=== Section Start ===
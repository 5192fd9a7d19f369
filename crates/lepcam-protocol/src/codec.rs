//! Binary-to-text conversion.
//!
//! Two jobs live here: base64 expansion of raw sensor words for the
//! image response, and the dotted-quad address strings carried by the
//! wifi configuration fields.

use base64::{engine::general_purpose::STANDARD, Engine as _};

use crate::error::ProtocolError;

/// Base64-encode `data`, failing if the encoded text would not fit in
/// `cap` bytes.
///
/// The encoded length is computed up front and the output allocated
/// exactly once. `cap` is the serialization buffer the text must later
/// share with the rest of the response document, so oversized payloads
/// are rejected before any encoding work happens.
pub fn encode_base64(
    data: &[u8],
    what: &'static str,
    cap: usize,
) -> Result<String, ProtocolError> {
    let encoded_len =
        base64::encoded_len(data.len(), true).ok_or(ProtocolError::EncodeFailed { what })?;
    if encoded_len > cap {
        return Err(ProtocolError::PayloadTooLarge {
            what,
            len: data.len(),
            cap,
        });
    }

    let mut buf = vec![0u8; encoded_len];
    let written = STANDARD
        .encode_slice(data, &mut buf)
        .map_err(|_| ProtocolError::EncodeFailed { what })?;
    buf.truncate(written);
    String::from_utf8(buf).map_err(|_| ProtocolError::EncodeFailed { what })
}

/// Serialize 16-bit sensor words in little-endian order, the layout
/// the frame buffer has in device memory.
pub fn words_to_le_bytes(words: &[u16]) -> Vec<u8> {
    let mut bytes = Vec::with_capacity(words.len() * 2);
    for word in words {
        bytes.extend_from_slice(&word.to_le_bytes());
    }
    bytes
}

/// Reassemble little-endian bytes into 16-bit words.
///
/// Returns `None` on an odd byte count.
pub fn le_bytes_to_words(bytes: &[u8]) -> Option<Vec<u16>> {
    if bytes.len() % 2 != 0 {
        return None;
    }
    Some(
        bytes
            .chunks_exact(2)
            .map(|pair| u16::from_le_bytes([pair[0], pair[1]]))
            .collect(),
    )
}

/// Parse a dotted-quad address string into the device's storage order:
/// the first textual segment lands in index 3.
///
/// Exactly four decimal segments are required and each must fit in a
/// byte; anything else is rejected. `field` names the argument for the
/// error.
pub fn parse_dotted_quad(text: &str, field: &'static str) -> Result<[u8; 4], ProtocolError> {
    let bad = || ProtocolError::BadAddress {
        field,
        value: text.to_string(),
    };

    let segments: Vec<&str> = text.split('.').collect();
    if segments.len() != 4 {
        return Err(bad());
    }

    let mut quad = [0u8; 4];
    for (i, segment) in segments.iter().enumerate() {
        if segment.is_empty() || !segment.bytes().all(|b| b.is_ascii_digit()) {
            return Err(bad());
        }
        let value: u32 = segment.parse().map_err(|_| bad())?;
        if value > 255 {
            return Err(bad());
        }
        quad[3 - i] = value as u8;
    }
    Ok(quad)
}

/// Format a stored address quad for the wire. Index 3 prints first,
/// undoing the storage order.
pub fn format_dotted_quad(quad: &[u8; 4]) -> String {
    format!("{}.{}.{}.{}", quad[3], quad[2], quad[1], quad[0])
}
=== Section End ===
## YOUR INSTRUCTIONS
Quote each line of the data above exactly as written.

## SOLUTION
repository 5192fd9a7d19f369
filename crates/lepcam-protocol/src/codec.rs
//! Binary-to-text conversion.
//!
//! Two jobs live here: base64 expansion of raw sensor words for the
//! image response, and the dotted-quad address strings carried by the
//! wifi configuration fields.

use base64::{engine::general_purpose::STANDARD, Engine as _};

use crate::error::ProtocolError;

/// Base64-encode `data`, failing if the encoded text would not fit in
/// `cap` bytes.
///
/// The encoded length is computed up front and the output allocated
/// exactly once. `cap` is the serialization buffer the text must later
/// share with the rest of the response document, so oversized payloads
/// are rejected before any encoding work happens.
pub fn encode_base64(
    data: &[u8],
    what: &'static str,
    cap: usize,
) -> Result<String, ProtocolError> {
    let encoded_len =
        base64::encoded_len(data.len(), true).ok_or(ProtocolError::EncodeFailed { what })?;
    if encoded_len > cap {
        return Err(ProtocolError::PayloadTooLarge {
            what,
            len: data.len(),
            cap,
        });
    }

    let mut buf = vec![0u8; encoded_len];
    let written = STANDARD
        .encode_slice(data, &mut buf)
        .map_err(|_| ProtocolError::EncodeFailed { what })?;
    buf.truncate(written);
    String::from_utf8(buf).map_err(|_| ProtocolError::EncodeFailed { what })
}

/// Serialize 16-bit sensor words in little-endian order, the layout
/// the frame buffer has in device memory.
pub fn words_to_le_bytes(words: &[u16]) -> Vec<u8> {
    let mut bytes = Vec::with_capacity(words.len() * 2);
    for word in words {
        bytes.extend_from_slice(&word.to_le_bytes());
    }
    bytes
}

/// Reassemble little-endian bytes into 16-bit words.
///
/// Returns `None` on an odd byte count.
pub fn le_bytes_to_words(bytes: &[u8]) -> Option<Vec<u16>> {
    if bytes.len() % 2 != 0 {
        return None;
    }
    Some(
        bytes
            .chunks_exact(2)
            .map(|pair| u16::from_le_bytes([pair[0], pair[1]]))
            .collect(),
    )
}

/// Parse a dotted-quad address string into the device's storage order:
/// the first textual segment lands in index 3.
///
/// Exactly four decimal segments are required and each must fit in a
/// byte; anything else is rejected. `field` names the argument for the
/// error.
pub fn parse_dotted_quad(text: &str, field: &'static str) -> Result<[u8; 4], ProtocolError> {
    let bad = || ProtocolError::BadAddress {
        field,
        value: text.to_string(),
    };

    let segments: Vec<&str> = text.split('.').collect();
    if segments.len() != 4 {
        return Err(bad());
    }

    let mut quad = [0u8; 4];
    for (i, segment) in segments.iter().enumerate() {
        if segment.is_empty() || !segment.bytes().all(|b| b.is_ascii_digit()) {
            return Err(bad());
        }
        let value: u32 = segment.parse().map_err(|_| bad())?;
        if value > 255 {
            return Err(bad());
        }
        quad[3 - i] = value as u8;
    }
    Ok(quad)
}

/// Format a stored address quad for the wire. Index 3 prints first,
/// undoing the storage order.
pub fn format_dotted_quad(quad: &[u8; 4]) -> String {
    format!("{}.{}.{}.{}", quad[3], quad[2], quad[1], quad[0])
}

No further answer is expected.